On sait depuis pas mal de temps aujourd’hui que le simple accès facilité par Internet à une abondance de produits musicaux ne suffit pas à permettre à nos oreilles de s’éloigner des sentiers battus. Au vu des phénomènes de concentration des entreprises à l’œuvre dans l’industrie culturelle, le travail de “digging” (pour parler comme Konbini) réalisé par le label La Souterraine depuis plus de dix ans n’en est que plus précieux. Les actions de prescription culturelle demeurent nécessaires pour s’y retrouver dans la profusion de sorties, le tout est de savoir qui les effectuent. Au pire, ça donne la détestable mention “curated by” apposée aux playlists des plateformes de streaming.
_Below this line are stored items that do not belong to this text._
use std::sync::Arc;

use crate::geometry::{models::UvCoord, ray::Ray, vector3::Vector3};
use crate::materials::{material::Material, texture::Texture};
use crate::scene::scene_object::SceneObject;

const DELTA: f64 = 1e-10;

/// Triangular mesh face with optional per-vertex normals and texture coordinates.
pub struct Polygon {

    vertices: [Vector3; 3],
    normals: Option<[Vector3; 3]>,
    uvs: Option<[UvCoord; 3]>,

    v0v1: Vector3,
    v0v2: Vector3,
    face_normal: Vector3,

    material: Arc<Material>,
    texture: Option<Arc<Texture>>,
}

impl Polygon {

    pub fn new(vertices: [Vector3; 3], material: Arc<Material>) -> Self {
        let v0v1 = vertices[1] - vertices[0];
        let v0v2 = vertices[2] - vertices[0];

        Self {
            vertices,
            normals: None,
            uvs: None,

            v0v1,
            v0v2,
            face_normal: v0v1.cross_product(&v0v2).normalized(),

            material,
            texture: None,
        }
    }

    pub fn with_normals(self, normals: [Vector3; 3]) -> Self {
        Self {
            normals: Some([normals[0].normalized(), normals[1].normalized(), normals[2].normalized()]),
            ..self
        }
    }

    pub fn with_uvs(self, uvs: [UvCoord; 3]) -> Self {
        Self {
            uvs: Some(uvs),
            ..self
        }
    }

    pub fn with_texture(self, texture: Arc<Texture>) -> Self {
        Self {
            texture: Some(texture),
            ..self
        }
    }

    pub fn is_degenerate(&self) -> bool {
        self.face_normal.is_zero()
    }

    /// Weights of the three vertices for a point in the plane of the face.
    pub fn barycentric(&self, point: &Vector3) -> (f64, f64, f64) {
        let v0p = point - &self.vertices[0];

        let d00 = self.v0v1.dot_product_with_self();
        let d01 = self.v0v1.dot_product(&self.v0v2);
        let d11 = self.v0v2.dot_product_with_self();
        let d20 = v0p.dot_product(&self.v0v1);
        let d21 = v0p.dot_product(&self.v0v2);

        let denominator = d00 * d11 - d01 * d01;
        if denominator.abs() < DELTA {
            return (1.0, 0.0, 0.0);
        }

        let beta = (d11 * d20 - d01 * d21) / denominator;
        let gamma = (d00 * d21 - d01 * d20) / denominator;

        (1.0 - beta - gamma, beta, gamma)
    }
}

impl SceneObject for Polygon {

    fn material(&self) -> &Material {
        &self.material
    }

    fn texture(&self) -> Option<&Texture> {
        self.texture.as_deref()
    }

    fn check_intersection(&self, ray: &Ray) -> Option<f64> {
        let v0 = &self.vertices[0];
        let v0v1 = &self.v0v1;
        let v0v2 = &self.v0v2;

        let direction = ray.direction();

        let p = direction.cross_product(v0v2);
        let det = v0v1.dot_product(&p);
        if det.abs() < DELTA {
            return None;
        }

        let inv_det = 1.0 / det;

        let t = ray.origin() - v0;
        let u = t.dot_product(&p) * inv_det;
        if u < 0.0 || u > 1.0 {
            return None;
        }

        let q = t.cross_product(v0v1);
        let v = direction.dot_product(&q) * inv_det;
        if v < 0.0 || v + u > 1.0 {
            return None;
        }

        let ray_distance = v0v2.dot_product(&q) * inv_det;
        if ray_distance <= 0.0 {
            return None;
        }

        Some(ray_distance)
    }

    fn normal_at(&self, point: &Vector3) -> Vector3 {
        let normals = match &self.normals {
            Some(v) => v,
            None => return self.face_normal,
        };

        let (alpha, beta, gamma) = self.barycentric(point);
        let normal = (normals[0] * alpha + normals[1] * beta + normals[2] * gamma).normalized();

        if normal.is_zero() {
            self.face_normal
        } else {
            normal
        }
    }

    fn uv_at(&self, point: &Vector3) -> Option<UvCoord> {
        let uvs = self.uvs.as_ref()?;
        let (alpha, beta, gamma) = self.barycentric(point);

        Some(UvCoord::new(
            uvs[0].u * alpha + uvs[1].u * beta + uvs[2].u * gamma,
            uvs[0].v * alpha + uvs[1].v * beta + uvs[2].v * gamma,
        ))
    }
}

#[cfg(test)]
mod tests {
    use super::*;
    use crate::objects::assert_distance;
    use raycow_core::models::{image::Image, pixel::Pixel};

    fn material() -> Arc<Material> {
        Arc::new(Material::new(Vector3::new(0.5, 0.5, 0.5), Vector3::one(), 0.2, 0.5, 0.3, 10.0))
    }

    // lies in the z = -2 plane, counter-clockwise when seen from the origin
    fn triangle() -> Polygon {
        Polygon::new([
            Vector3::new(-1.0, -1.0, -2.0),
            Vector3::new(1.0, -1.0, -2.0),
            Vector3::new(0.0, 1.0, -2.0),
        ], material())
    }

    #[test]
    fn test_intersection() {
        let ray = Ray::new(Vector3::zero(), Vector3::new(0.0, 0.0, -1.0));
        assert_distance(triangle().check_intersection(&ray), 2.0);

        let ray = Ray::new(Vector3::zero(), Vector3::new(0.0, 0.0, -0.5));
        assert_distance(triangle().check_intersection(&ray), 4.0);
    }

    #[test]
    fn test_misses() {
        let away = Ray::new(Vector3::zero(), Vector3::new(0.0, 0.0, 1.0));
        assert_eq!(triangle().check_intersection(&away), None);

        let outside = Ray::new(Vector3::new(3.0, 0.0, 0.0), Vector3::new(0.0, 0.0, -1.0));
        assert_eq!(triangle().check_intersection(&outside), None);

        let parallel = Ray::new(Vector3::zero(), Vector3::new(1.0, 0.0, 0.0));
        assert_eq!(triangle().check_intersection(&parallel), None);
    }

    #[test]
    fn test_flat_normal() {
        let normal = triangle().normal_at(&Vector3::new(0.0, 0.0, -2.0));
        assert_eq!(normal, Vector3::new(0.0, 0.0, 1.0));
    }

    #[test]
    fn test_barycentric_at_vertices() {
        let triangle = triangle();
        let (a, b, c) = triangle.barycentric(&Vector3::new(1.0, -1.0, -2.0));
        assert!((a - 0.0).abs() < 1e-12 && (b - 1.0).abs() < 1e-12 && c.abs() < 1e-12);

        let (a, b, c) = triangle.barycentric(&Vector3::new(0.0, -1.0, -2.0));
        assert!((a - 0.5).abs() < 1e-12 && (b - 0.5).abs() < 1e-12 && c.abs() < 1e-12);
    }

    #[test]
    fn test_interpolated_normal() {
        let triangle = triangle().with_normals([
            Vector3::new(-1.0, 0.0, 1.0),
            Vector3::new(1.0, 0.0, 1.0),
            Vector3::new(0.0, 0.0, 1.0),
        ]);

        let at_first_vertex = triangle.normal_at(&Vector3::new(-1.0, -1.0, -2.0));
        assert_eq!(at_first_vertex, Vector3::new(-1.0, 0.0, 1.0).normalized());

        let between = triangle.normal_at(&Vector3::new(0.0, -1.0, -2.0));
        assert_eq!(between, Vector3::new(0.0, 0.0, 1.0));

        let inside = triangle.normal_at(&Vector3::new(0.2, -0.3, -2.0));
        assert!((inside.length() - 1.0).abs() < 1e-9);
    }

    #[test]
    fn test_texture_needs_uvs() {
        let texture = Arc::new(Texture::new(Image::filled(2, 2, Pixel::from_rgb(255, 0, 0))));
        let point = Vector3::new(0.0, 0.0, -2.0);

        let untextured_uvs = triangle().with_texture(texture.clone());
        assert_eq!(untextured_uvs.color_at(&point), Vector3::new(0.5, 0.5, 0.5));

        let textured = triangle()
            .with_texture(texture)
            .with_uvs([UvCoord::new(0.0, 1.0), UvCoord::new(1.0, 1.0), UvCoord::new(0.5, 0.0)]);
        assert_eq!(textured.color_at(&point), Vector3::new(1.0, 0.0, 0.0));
    }

    #[test]
    fn test_uv_interpolation() {
        let triangle = triangle()
            .with_uvs([UvCoord::new(0.0, 1.0), UvCoord::new(1.0, 1.0), UvCoord::new(0.5, 0.0)]);

        let uv = triangle.uv_at(&Vector3::new(0.0, -1.0, -2.0)).unwrap();
        assert!((uv.u - 0.5).abs() < 1e-12);
        assert!((uv.v - 1.0).abs() < 1e-12);
    }
}
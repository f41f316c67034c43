use std::fmt;

use crate::geometry::vector3::Vector3;
use super::provider::SceneError;

/// One `keyword token token ...` line of a scene file.
#[derive(Debug, Clone, PartialEq)]
pub struct Directive {
    keyword: String,
    tokens: Vec<String>,
    line: usize,
}

impl Directive {

    pub fn new(keyword: &str, tokens: Vec<String>, line: usize) -> Self {
        Self {
            keyword: keyword.to_string(),
            tokens,
            line,
        }
    }

    pub fn from_numbers(keyword: &str, numbers: &[f64]) -> Self {
        Self::new(keyword, numbers.iter().map(|v| v.to_string()).collect(), 0)
    }

    pub fn keyword(&self) -> &str {
        &self.keyword
    }

    pub fn tokens(&self) -> &Vec<String> {
        &self.tokens
    }

    pub fn line(&self) -> usize {
        self.line
    }

    pub fn error(&self, description: &str) -> SceneError {
        SceneError::InvalidDirective {
            line: self.line,
            description: format!("{}: {}", self.keyword, description),
        }
    }

    pub fn expect_tokens(&self, expected: usize) -> Result<(), SceneError> {
        if self.tokens.len() != expected {
            return Err(self.error(&format!("expected {} values, got {}", expected, self.tokens.len())));
        }

        Ok(())
    }

    pub fn number(&self, index: usize) -> Result<f64, SceneError> {
        let token = self.tokens.get(index)
            .ok_or_else(|| self.error(&format!("missing value #{}", index + 1)))?;

        let value: f64 = token.parse()
            .map_err(|err| self.error(&format!("failed to parse \"{}\" as a number: {}", token, err)))?;

        if !value.is_finite() {
            return Err(self.error(&format!("value should be finite, got {}", token)));
        }

        Ok(value)
    }

    /// All tokens as numbers, checking the count first.
    pub fn numbers(&self, expected: usize) -> Result<Vec<f64>, SceneError> {
        self.expect_tokens(expected)?;
        (0..expected).map(|i| self.number(i)).collect()
    }

    pub fn vector_at(&self, index: usize) -> Result<Vector3, SceneError> {
        Ok(Vector3::new(self.number(index)?, self.number(index + 1)?, self.number(index + 2)?))
    }

    pub fn vector(&self) -> Result<Vector3, SceneError> {
        self.expect_tokens(3)?;
        self.vector_at(0)
    }

    pub fn dimension(&self, index: usize) -> Result<usize, SceneError> {
        let token = self.tokens.get(index)
            .ok_or_else(|| self.error(&format!("missing value #{}", index + 1)))?;

        match token.parse::<i64>() {
            Ok(v) if v > 0 => Ok(v as usize),
            Ok(v) => Err(self.error(&format!("dimensions must be positive, got {}", v))),
            Err(err) => Err(self.error(&format!("failed to parse \"{}\" as an integer: {}", token, err))),
        }
    }
}

impl fmt::Display for Directive {

    fn fmt(&self, f: &mut fmt::Formatter<'_>) -> fmt::Result {
        write!(f, "{}", self.keyword)?;
        for token in &self.tokens {
            write!(f, " {}", token)?;
        }

        Ok(())
    }
}

/// Scene file split into directives, in file order.
#[derive(Debug, Clone, Default, PartialEq)]
pub struct SceneDescription {
    directives: Vec<Directive>,
}

impl SceneDescription {

    pub fn new() -> Self {
        Self::default()
    }

    pub fn parse(text: &str) -> Self {
        let mut description = Self::new();

        for (index, line) in text.lines().enumerate() {
            let mut parts = line.split(|c: char| c == ' ' || c == '\t').filter(|v| !v.is_empty());

            let keyword = match parts.next() {
                Some(v) => v,
                None => continue,
            };
            if keyword.starts_with('#') {
                continue;
            }

            let tokens = parts.map(|v| v.trim_end_matches('\r').to_string())
                .filter(|v| !v.is_empty())
                .collect();
            description.push(Directive::new(keyword.trim_end_matches('\r'), tokens, index + 1));
        }

        description
    }

    pub fn push(&mut self, directive: Directive) {
        self.directives.push(directive);
    }

    pub fn directives(&self) -> &Vec<Directive> {
        &self.directives
    }

    /// First directive with the keyword.
    pub fn find(&self, keyword: &str) -> Option<&Directive> {
        self.directives.iter().find(|v| v.keyword == keyword)
    }

    pub fn require(&self, keyword: &str) -> Result<&Directive, SceneError> {
        self.find(keyword).ok_or_else(|| SceneError::MissingDirective {
            name: keyword.to_string(),
        })
    }
}

impl fmt::Display for SceneDescription {

    fn fmt(&self, f: &mut fmt::Formatter<'_>) -> fmt::Result {
        for directive in &self.directives {
            writeln!(f, "{}", directive)?;
        }

        Ok(())
    }
}

#[cfg(test)]
mod tests {
    use super::*;

    const SCENE: &str = "# camera\neye 0 0 5\n\n\tviewdir  0 0 -1\nimsize\t640 480\r\n#sphere 1 2 3 4\n";

    #[test]
    fn test_skips_comments_and_blank_lines() {
        let description = SceneDescription::parse(SCENE);
        let keywords: Vec<&str> = description.directives().iter().map(|v| v.keyword()).collect();

        assert_eq!(keywords, vec!["eye", "viewdir", "imsize"]);
    }

    #[test]
    fn test_tokens_and_line_numbers() {
        let description = SceneDescription::parse(SCENE);
        let imsize = description.require("imsize").unwrap();

        assert_eq!(imsize.tokens(), &vec!["640".to_string(), "480".to_string()]);
        assert_eq!(imsize.line(), 5);
        assert_eq!(imsize.dimension(0).unwrap(), 640);
        assert_eq!(description.require("viewdir").unwrap().vector().unwrap(), Vector3::new(0.0, 0.0, -1.0));
    }

    #[test]
    fn test_missing_directive() {
        let description = SceneDescription::parse(SCENE);
        match description.require("fovv") {
            Err(SceneError::MissingDirective { name }) => assert_eq!(name, "fovv"),
            other => panic!("expected missing directive error, got {:?}", other),
        }
    }

    #[test]
    fn test_invalid_numbers() {
        let description = SceneDescription::parse("eye 0 zero 5\nimsize 10 -2\nbkgcolor 1 1");

        let err = description.require("eye").unwrap().vector().unwrap_err();
        assert!(format!("{}", err).starts_with("Invalid directive on line 1: eye: failed to parse \"zero\""));

        let err = description.require("imsize").unwrap().dimension(1).unwrap_err();
        assert_eq!(format!("{}", err), "Invalid directive on line 2: imsize: dimensions must be positive, got -2");

        let err = description.require("bkgcolor").unwrap().vector().unwrap_err();
        assert_eq!(format!("{}", err), "Invalid directive on line 3: bkgcolor: expected 3 values, got 2");
    }

    #[test]
    fn test_display_round_trip() {
        let description = SceneDescription::parse("imsize 64 48\nbkgcolor 0.1 0.25 1\n# comment\nsphere 0 0 -3 1.5\n");
        let reparsed = SceneDescription::parse(&description.to_string());

        assert_eq!(description.to_string(), "imsize 64 48\nbkgcolor 0.1 0.25 1\nsphere 0 0 -3 1.5\n");
        let tokens = |d: &SceneDescription| d.directives().iter().map(|v| v.tokens().clone()).collect::<Vec<_>>();
        assert_eq!(tokens(&reparsed), tokens(&description));
    }
}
Au mieux, ça autorise les défrichages de terrains musicaux pratiqués bénévolement par des collectifs comme La Souterraine.

Le collectif en question, actif depuis 2014, s’est fait une spécialité d’aller fouiller dans les marges plus ou moins lointaines de la pop en français pour sortir des compilations, la plupart du temps de manière gratuite. La page bandcamp du label dessine la cartographie d’une uchronie de la pop francophone où Noir Désir n’aurait jamais existé et où Jean-Luc le Ténia serait notre Johnny Hallyday. Parmi les multiples sorties, les compilations “thématiques” sont sans doute les plus abordables car l’éclectisme dont fait preuve le label rend parfois difficile l’écoute d’une traite, d’autant que les propositions musicales rassemblées sont souvent ambitieuses. Des sursauts new wave de SAINTE POP aux multisyllabiques fiévreux de la mixtape GO GO GO, La Souterraine s’intéresse à la pop en français en train de se faire, évitant ainsi l’écueil d’une patrimonialisation de cette musique qui se replierait sur elle-même et sur l’accumulation de son propre passé.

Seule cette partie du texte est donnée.